- _Stored items_:
===============
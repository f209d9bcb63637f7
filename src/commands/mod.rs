//! Command implementations for the Dogwatch CLI.
//!
//! Each function owns its output: compact JSON on stdout by default,
//! human-readable text behind `-H`. Warnings always go to stderr.

use crate::config::{Credentials, ProjectConfig};
use crate::git;
use crate::git::week::{self, WEEKDAYS, WeekReport};
use crate::harvest::{HarvestClient, RemoteTimeEntry, TimeEntryApi};
use crate::timesheet::{self, DaysOff, TimeEntry, reconcile};
use crate::{Error, Result};
use chrono::{Local, NaiveDate};
use std::collections::BTreeMap;
use std::path::Path;

/// Analyze the week and submit (or preview) the intended entries.
pub fn submit(
    repo: &Path,
    date: Option<NaiveDate>,
    off_specs: &[String],
    dry_run: bool,
    human: bool,
) -> Result<()> {
    let today = date.unwrap_or_else(|| Local::now().date_naive());
    let week_dates = week::weekdays_of(today);

    // Fatal before any remote call: config problems must surface first.
    let config = ProjectConfig::load(repo)?;
    let days_off = parse_days_off(off_specs, &week_dates)?;

    let repo_root = git::find_repo_root(repo);
    if repo_root.is_none() {
        eprintln!(
            "Warning: {} is not inside a git repository; entries will use default notes",
            repo.display()
        );
    }

    let report = week::analyze_week(repo_root.as_deref(), today);
    for warning in &report.warnings {
        eprintln!("Warning: {}", warning);
    }

    let entries = timesheet::synthesize(&report, &config, &days_off);

    if dry_run {
        print_preview(&entries, human);
        return Ok(());
    }

    let credentials = Credentials::resolve()?;
    let client = HarvestClient::new(&credentials);

    // Identity check runs before any listing or write.
    let user = client.current_user()?;
    if human {
        eprintln!("Authenticated as {} {}", user.first_name, user.last_name);
    }

    let result = reconcile::submit(&client, &entries)?;
    crate::audit::log_submission(repo, &result);

    if human {
        print_submission_human(&result);
    } else {
        println!("{}", serde_json::to_string(&result)?);
    }

    Ok(())
}

/// Show the week's commit summaries and statistics.
pub fn week_report(repo: &Path, date: Option<NaiveDate>, human: bool) -> Result<()> {
    let today = date.unwrap_or_else(|| Local::now().date_naive());
    let repo_root = git::find_repo_root(repo);
    let report = week::analyze_week(repo_root.as_deref(), today);

    for warning in &report.warnings {
        eprintln!("Warning: {}", warning);
    }

    if human {
        print_week_human(&report);
    } else {
        let json = serde_json::json!({
            "week_of": report.start(),
            "in_repo": report.in_repo,
            "days": report.days,
            "total_commits": report.total_commits(),
            "days_with_commits": report.days_with_commits(),
            "days_without_commits": report.days_without_commits(),
        });
        println!("{}", serde_json::to_string(&json)?);
    }

    Ok(())
}

/// List remote entries grouped by date, defaulting to the current week.
pub fn entries(
    from: Option<NaiveDate>,
    to: Option<NaiveDate>,
    project: Option<u64>,
    human: bool,
) -> Result<()> {
    let week_dates = week::weekdays_of(Local::now().date_naive());
    let from = from.unwrap_or(week_dates[0]);
    let to = to.unwrap_or(week_dates[WEEKDAYS - 1]);

    if from > to {
        return Err(Error::InvalidInput(format!(
            "--from {} is after --to {}",
            from, to
        )));
    }

    let client = HarvestClient::new(&Credentials::resolve()?);
    let entries = client.list_entries(from, to, project)?;
    let total_hours: f64 = entries.iter().map(|entry| entry.hours).sum();

    if human {
        print_entries_human(&entries, from, to, total_hours);
    } else {
        let json = serde_json::json!({
            "from": from,
            "to": to,
            "entries": entries,
            "total_hours": total_hours,
        });
        println!("{}", serde_json::to_string(&json)?);
    }

    Ok(())
}

/// List Harvest projects visible to the current user.
pub fn projects(human: bool) -> Result<()> {
    let client = HarvestClient::new(&Credentials::resolve()?);
    let projects = client.projects()?;

    if human {
        for project in &projects {
            let marker = if project.is_active { "" } else { " (inactive)" };
            match &project.code {
                Some(code) => println!("{}  [{}] {}{}", project.id, code, project.name, marker),
                None => println!("{}  {}{}", project.id, project.name, marker),
            }
        }
        println!("\n{} project(s)", projects.len());
    } else {
        println!("{}", serde_json::to_string(&projects)?);
    }

    Ok(())
}

/// List task assignments for a project.
pub fn tasks(project_id: u64, human: bool) -> Result<()> {
    let client = HarvestClient::new(&Credentials::resolve()?);
    let assignments = client.project_tasks(project_id)?;

    if human {
        for assignment in &assignments {
            let marker = if assignment.is_active { "" } else { " (inactive)" };
            println!("{}  {}{}", assignment.task.id, assignment.task.name, marker);
        }
        println!("\n{} task(s) on project {}", assignments.len(), project_id);
    } else {
        println!("{}", serde_json::to_string(&assignments)?);
    }

    Ok(())
}

/// Delete one time entry by its remote ID.
pub fn delete(entry_id: u64, human: bool) -> Result<()> {
    let client = HarvestClient::new(&Credentials::resolve()?);
    client.delete_entry(entry_id)?;

    if human {
        println!("Deleted time entry {}", entry_id);
    } else {
        println!(r#"{{"deleted":{}}}"#, entry_id);
    }

    Ok(())
}

/// Verify credentials by fetching the authenticated user.
pub fn whoami(human: bool) -> Result<()> {
    let credentials = Credentials::resolve()?;
    let client = HarvestClient::new(&credentials);
    let user = client.current_user()?;

    if human {
        println!(
            "Authenticated as {} {} <{}>",
            user.first_name, user.last_name, user.email
        );
        println!("Account: {}", credentials.account_id);
        println!("Token: {}", credentials.masked_token());
    } else {
        println!("{}", serde_json::to_string(&user)?);
    }

    Ok(())
}

/// Parse repeated `--off DAY[=REASON]` declarations against the target week.
fn parse_days_off(specs: &[String], week_dates: &[NaiveDate; WEEKDAYS]) -> Result<DaysOff> {
    let mut days_off = DaysOff::new();

    for spec in specs {
        let (day_part, reason) = match spec.split_once('=') {
            Some((day, reason)) => {
                let reason = reason.trim();
                (
                    day.trim(),
                    (!reason.is_empty()).then(|| reason.to_string()),
                )
            }
            None => (spec.trim(), None),
        };

        let date = resolve_day(day_part, week_dates)?;
        days_off.insert(date, reason);
    }

    Ok(days_off)
}

/// Resolve a weekday name, abbreviation, or ISO date to a date within the
/// target week.
fn resolve_day(token: &str, week_dates: &[NaiveDate; WEEKDAYS]) -> Result<NaiveDate> {
    if let Ok(date) = token.parse::<NaiveDate>() {
        if week_dates.contains(&date) {
            return Ok(date);
        }
        return Err(Error::InvalidInput(format!(
            "{} is not a weekday of the target week ({} to {})",
            date,
            week_dates[0],
            week_dates[WEEKDAYS - 1]
        )));
    }

    let lowered = token.to_lowercase();
    if lowered.len() >= 3 {
        for date in week_dates {
            let name = date.format("%A").to_string().to_lowercase();
            if name.starts_with(&lowered) {
                return Ok(*date);
            }
        }
    }

    Err(Error::InvalidInput(format!(
        "unrecognized day \"{}\" (use a weekday name or YYYY-MM-DD)",
        token
    )))
}

fn print_preview(entries: &[TimeEntry], human: bool) {
    if human {
        println!("=== Timesheet Preview ===\n");

        if entries.is_empty() {
            println!("No entries to submit.");
            return;
        }

        for (i, entry) in entries.iter().enumerate() {
            println!(
                "{}. {} {} - {} hours",
                i + 1,
                entry.spent_date.format("%A"),
                entry.spent_date,
                entry.hours
            );
            println!("   {}\n", entry.notes);
        }

        println!("Total hours: {}", timesheet::total_hours(entries));
        println!("Date range: {}", timesheet::date_range_label(entries));
    } else {
        let json = serde_json::json!({
            "entries": entries,
            "total_hours": timesheet::total_hours(entries),
            "date_range": timesheet::date_range_label(entries),
        });
        // Serializing values built from plain data cannot fail
        println!("{}", json);
    }
}

fn print_week_human(report: &WeekReport) {
    println!(
        "Week of {} - {}",
        report.start().format("%b %d"),
        report.end().format("%b %d, %Y")
    );

    if !report.in_repo {
        println!("(not a git repository)");
    }
    println!();

    for day in &report.days {
        let label = format!("{} ({})", day.date.format("%A"), day.date);
        if day.future {
            println!("{}: (future)", label);
        } else if day.has_commits() {
            println!("{}: {} commit(s)", label, day.commits);
            println!("  {}", day.summary);
        } else {
            println!("{}: (no commits)", label);
        }
    }

    println!(
        "\nTotal commits: {} across {} day(s)",
        report.total_commits(),
        report.days_with_commits()
    );
}

fn print_entries_human(
    entries: &[RemoteTimeEntry],
    from: NaiveDate,
    to: NaiveDate,
    total_hours: f64,
) {
    if entries.is_empty() {
        println!("No time entries between {} and {}", from, to);
        return;
    }

    let mut by_date: BTreeMap<NaiveDate, Vec<&RemoteTimeEntry>> = BTreeMap::new();
    for entry in entries {
        by_date.entry(entry.spent_date).or_default().push(entry);
    }

    println!("Time entries from {} to {}:\n", from, to);
    for (date, date_entries) in &by_date {
        println!("{} - {} entry/entries:", date, date_entries.len());
        for entry in date_entries {
            let notes = entry.notes.as_deref().unwrap_or("");
            println!(
                "  {}  {}h  {} / {}  {}",
                entry.id, entry.hours, entry.project.name, entry.task.name, notes
            );
        }
        println!();
    }

    println!("Total entries: {}", entries.len());
    println!("Total hours: {}", total_hours);
}

fn print_submission_human(result: &reconcile::SubmissionResult) {
    if result.success() {
        println!("Timesheet submitted successfully!");
    } else {
        println!("Submission completed with errors:");
    }

    println!("  Created: {} entries", result.created);
    println!("  Updated: {} entries", result.updated);
    if result.failed > 0 {
        println!("  Failed: {} entries", result.failed);
    }
    println!("  Total hours: {}", result.hours);
    println!("  Date range: {}", result.date_range);

    if !result.errors.is_empty() {
        println!("\nErrors:");
        for error in &result.errors {
            println!("  - {}", error);
        }
    }
}

#[cfg(test)]
mod tests {
    use super::*;

    fn week_dates() -> [NaiveDate; WEEKDAYS] {
        week::weekdays_of(NaiveDate::from_ymd_opt(2026, 8, 5).unwrap())
    }

    fn date(d: u32) -> NaiveDate {
        NaiveDate::from_ymd_opt(2026, 8, d).unwrap()
    }

    #[test]
    fn test_resolve_day_full_name() {
        assert_eq!(resolve_day("friday", &week_dates()).unwrap(), date(7));
        assert_eq!(resolve_day("Monday", &week_dates()).unwrap(), date(3));
    }

    #[test]
    fn test_resolve_day_abbreviation() {
        assert_eq!(resolve_day("fri", &week_dates()).unwrap(), date(7));
        assert_eq!(resolve_day("wed", &week_dates()).unwrap(), date(5));
        assert_eq!(resolve_day("thurs", &week_dates()).unwrap(), date(6));
    }

    #[test]
    fn test_resolve_day_iso_date() {
        assert_eq!(resolve_day("2026-08-04", &week_dates()).unwrap(), date(4));
    }

    #[test]
    fn test_resolve_day_date_outside_week() {
        let err = resolve_day("2026-08-10", &week_dates()).unwrap_err();
        assert!(err.to_string().contains("not a weekday of the target week"));
    }

    #[test]
    fn test_resolve_day_garbage() {
        assert!(resolve_day("someday", &week_dates()).is_err());
        // Too short to be unambiguous
        assert!(resolve_day("fr", &week_dates()).is_err());
    }

    #[test]
    fn test_parse_days_off_with_reasons() {
        let specs = vec!["friday=Vacation".to_string(), "wed".to_string()];
        let days_off = parse_days_off(&specs, &week_dates()).unwrap();

        assert_eq!(days_off.len(), 2);
        assert_eq!(days_off[&date(7)], Some("Vacation".to_string()));
        assert_eq!(days_off[&date(5)], None);
    }

    #[test]
    fn test_parse_days_off_empty_reason_is_none() {
        let specs = vec!["friday=".to_string()];
        let days_off = parse_days_off(&specs, &week_dates()).unwrap();

        assert_eq!(days_off[&date(7)], None);
    }
}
===============
- _DIRECTIONS FOR THIS TASK_:
Copy whichever lines above contain the string "config".

- _WRITTEN RESPONSE_:
use crate::config::{Credentials, ProjectConfig};
    // Fatal before any remote call: config problems must surface first.
    let config = ProjectConfig::load(repo)?;
    let entries = timesheet::synthesize(&report, &config, &days_off);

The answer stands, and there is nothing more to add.